In the material below, find each line with the string "usize" and copy it.

◆ **Data to process**
--------------------------------
//! Ordered pattern/category rule tables.
//!
//! A [`RuleSet`] is a flat list of rules tried in declaration order at the
//! lexer cursor. The first rule whose pattern matches starting exactly at the
//! cursor wins; there is no longest-match re-ordering.

use regex::Regex;
use std::collections::VecDeque;
use std::sync::{Arc, LazyLock};

use super::token::{Category, Token};
use crate::error::{AutomathError, AutomathResult};

const IDENTIFIER: &str = r"([a-zA-Z0-9_'`-]+)";
const TYPE_IDENTIFIER: &str = r"([a-zA-Z0-9_'`\[\]:,-]+)";
const SEPARATOR: &str = r"('E'|;|:)";
const ASSIGNMENT: &str = r"(:=)";
// ASCII whitespace only: [ \t\n\v\f\r]
const SPACE: &str = r"(?-u:\s)";
const WS: &str = r"((?-u:\s)*)";

/// How the categories of a rule are spread over its match.
#[derive(Debug, Clone, PartialEq, Eq)]
pub enum Assignment {
    /// The whole match becomes a single token.
    WholeMatch(Category),
    /// One category per capture group, in group order.
    Groups(Vec<Category>),
}

/// Built-in rule tables.
#[derive(Debug, Clone, Copy, PartialEq, Eq, Hash, Default)]
pub enum Dialect {
    #[default]
    Standard,
    /// Standard plus a `+`/`-` operator at the start of a line
    Signed,
}

/// A compiled rule.
#[derive(Debug, Clone)]
pub struct Rule {
    source: String,
    regex: Regex,
    assignment: Assignment,
    line_start: bool,
}

impl Rule {
    fn compile(source: String, assignment: Assignment, line_start: bool) -> AutomathResult<Self> {
        // Anchor at the start of the remaining input.
        let regex = Regex::new(&format!(r"\A(?:{})", source)).map_err(|err| {
            AutomathError::InvalidPattern {
                pattern: source.clone(),
                source: err,
            }
        })?;

        if let Assignment::Groups(categories) = &assignment {
            let groups = regex.captures_len() - 1;
            if groups != categories.len() {
                return Err(AutomathError::GroupCountMismatch {
                    pattern: source,
                    groups,
                    assigned: categories.len(),
                });
            }
        }

        Ok(Self {
            source,
            regex,
            assignment,
            line_start,
        })
    }

    /// The pattern as written, without the cursor anchor.
    pub fn pattern(&self) -> &str {
        &self.source
    }

    pub fn assignment(&self) -> &Assignment {
        &self.assignment
    }

    /// Whether the rule only applies at offset 0 or right after a newline.
    pub fn is_line_start(&self) -> bool {
        self.line_start
    }

    /// Try the rule at `offset`, pushing the produced tokens onto `out`.
    ///
    /// Returns the length of the whole match. Empty matches count as no match
    /// so the caller always makes progress.
    pub(crate) fn try_match<'a>(
        &self,
        input: &'a str,
        offset: usize,
        out: &mut VecDeque<Token<'a>>,
    ) -> Option<usize> {
        if self.line_start && offset > 0 && input.as_bytes()[offset - 1] != b'\n' {
            return None;
        }

        let rest = &input[offset..];
        match &self.assignment {
            Assignment::WholeMatch(category) => {
                let m = self.regex.find(rest)?;
                if m.is_empty() {
                    return None;
                }
                out.push_back(Token::new(
                    *category,
                    offset..offset + m.end(),
                    m.as_str(),
                ));
                Some(m.end())
            }
            Assignment::Groups(categories) => {
                let captures = self.regex.captures(rest)?;
                let whole = captures.get(0)?;
                if whole.is_empty() {
                    return None;
                }

                let mut push = |category: Category, start: usize, end: usize| {
                    out.push_back(Token::new(
                        category,
                        offset + start..offset + end,
                        &rest[start..end],
                    ));
                };

                // Text not covered by any group is emitted as plain text so
                // the token stream still reproduces the input.
                let mut pos = 0;
                for (index, category) in categories.iter().enumerate() {
                    let Some(group) = captures.get(index + 1) else {
                        continue;
                    };
                    // Skip empty and nested groups.
                    if group.is_empty() || group.start() < pos {
                        continue;
                    }
                    if group.start() > pos {
                        push(Category::Text, pos, group.start());
                    }
                    push(*category, group.start(), group.end());
                    pos = group.end();
                }
                if pos < whole.end() {
                    push(Category::Text, pos, whole.end());
                }

                Some(whole.end())
            }
        }
    }
}

/// An immutable, cheaply clonable rule table.
#[derive(Debug, Clone)]
pub struct RuleSet {
    rules: Arc<[Rule]>,
}

static STANDARD: LazyLock<RuleSet> = LazyLock::new(|| {
    automath_rules(false)
        .build()
        .expect("built-in standard rule table must compile")
});

static SIGNED: LazyLock<RuleSet> = LazyLock::new(|| {
    automath_rules(true)
        .build()
        .expect("built-in signed rule table must compile")
});

impl RuleSet {
    pub fn builder() -> RuleSetBuilder {
        RuleSetBuilder::default()
    }

    /// The shared, lazily compiled table for a dialect.
    pub fn for_dialect(dialect: Dialect) -> &'static RuleSet {
        match dialect {
            Dialect::Standard => &STANDARD,
            Dialect::Signed => &SIGNED,
        }
    }

    pub fn rules(&self) -> &[Rule] {
        &self.rules
    }

    pub fn iter(&self) -> std::slice::Iter<'_, Rule> {
        self.rules.iter()
    }

    pub fn len(&self) -> usize {
        self.rules.len()
    }

    pub fn is_empty(&self) -> bool {
        self.rules.is_empty()
    }
}

impl Default for RuleSet {
    fn default() -> Self {
        Self::for_dialect(Dialect::default()).clone()
    }
}

impl<'r> IntoIterator for &'r RuleSet {
    type Item = &'r Rule;
    type IntoIter = std::slice::Iter<'r, Rule>;

    fn into_iter(self) -> Self::IntoIter {
        self.iter()
    }
}

/// Collects uncompiled rules in priority order.
#[derive(Debug, Clone, Default)]
pub struct RuleSetBuilder {
    pending: Vec<(String, Assignment, bool)>,
}

impl RuleSetBuilder {
    pub fn rule(mut self, pattern: impl Into<String>, assignment: Assignment) -> Self {
        self.pending.push((pattern.into(), assignment, false));
        self
    }

    /// Add a rule that only matches at the start of a line.
    pub fn line_start_rule(mut self, pattern: impl Into<String>, assignment: Assignment) -> Self {
        self.pending.push((pattern.into(), assignment, true));
        self
    }

    pub fn build(self) -> AutomathResult<RuleSet> {
        if self.pending.is_empty() {
            return Err(AutomathError::EmptyRuleSet);
        }

        let rules = self
            .pending
            .into_iter()
            .map(|(source, assignment, line_start)| Rule::compile(source, assignment, line_start))
            .collect::<AutomathResult<Vec<_>>>()?;

        log::debug!("compiled rule set with {} rules", rules.len());
        Ok(RuleSet {
            rules: rules.into(),
        })
    }
}

fn automath_rules(signed: bool) -> RuleSetBuilder {
    use Category::*;

    let mut builder = RuleSet::builder()
        .rule(
            format!(r"\[{SPACE}*{IDENTIFIER}{SPACE}*[:,]{SPACE}*{IDENTIFIER}{SPACE}*\]"),
            Assignment::WholeMatch(Text),
        )
        .rule(r"[*@]", Assignment::WholeMatch(Operator));

    if signed {
        builder = builder.line_start_rule(r"[+-]", Assignment::WholeMatch(Operator));
    }

    builder
        // a : prop := PRIM
        .rule(
            format!("{IDENTIFIER}{WS}{SEPARATOR}{WS}{TYPE_IDENTIFIER}{WS}{ASSIGNMENT}{WS}{IDENTIFIER}"),
            Assignment::Groups(vec![
                ClassName,
                Text,
                Operator,
                Text,
                PseudoKeyword,
                Text,
                Operator,
                Text,
                FunctionName,
            ]),
        )
        // b := PRIM : prop
        .rule(
            format!("{IDENTIFIER}{WS}{ASSIGNMENT}{WS}{IDENTIFIER}{WS}{SEPARATOR}{WS}{TYPE_IDENTIFIER}"),
            Assignment::Groups(vec![
                ClassName,
                Text,
                Operator,
                Text,
                FunctionName,
                Text,
                Operator,
                Text,
                PseudoKeyword,
            ]),
        )
        .rule(IDENTIFIER, Assignment::WholeMatch(VariableName))
        .rule(r"\n", Assignment::WholeMatch(Text))
        .rule(format!("{SPACE}+"), Assignment::WholeMatch(Text))
        .rule(r"#[^\n]*\n?", Assignment::WholeMatch(Comment))
        .rule(r"\{[^}]*\}", Assignment::WholeMatch(MultilineComment))
}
--------------------------------
◆ **Output for this exercise**
        offset: usize,
    ) -> Option<usize> {
                let mut push = |category: Category, start: usize, end: usize| {
    pub fn len(&self) -> usize {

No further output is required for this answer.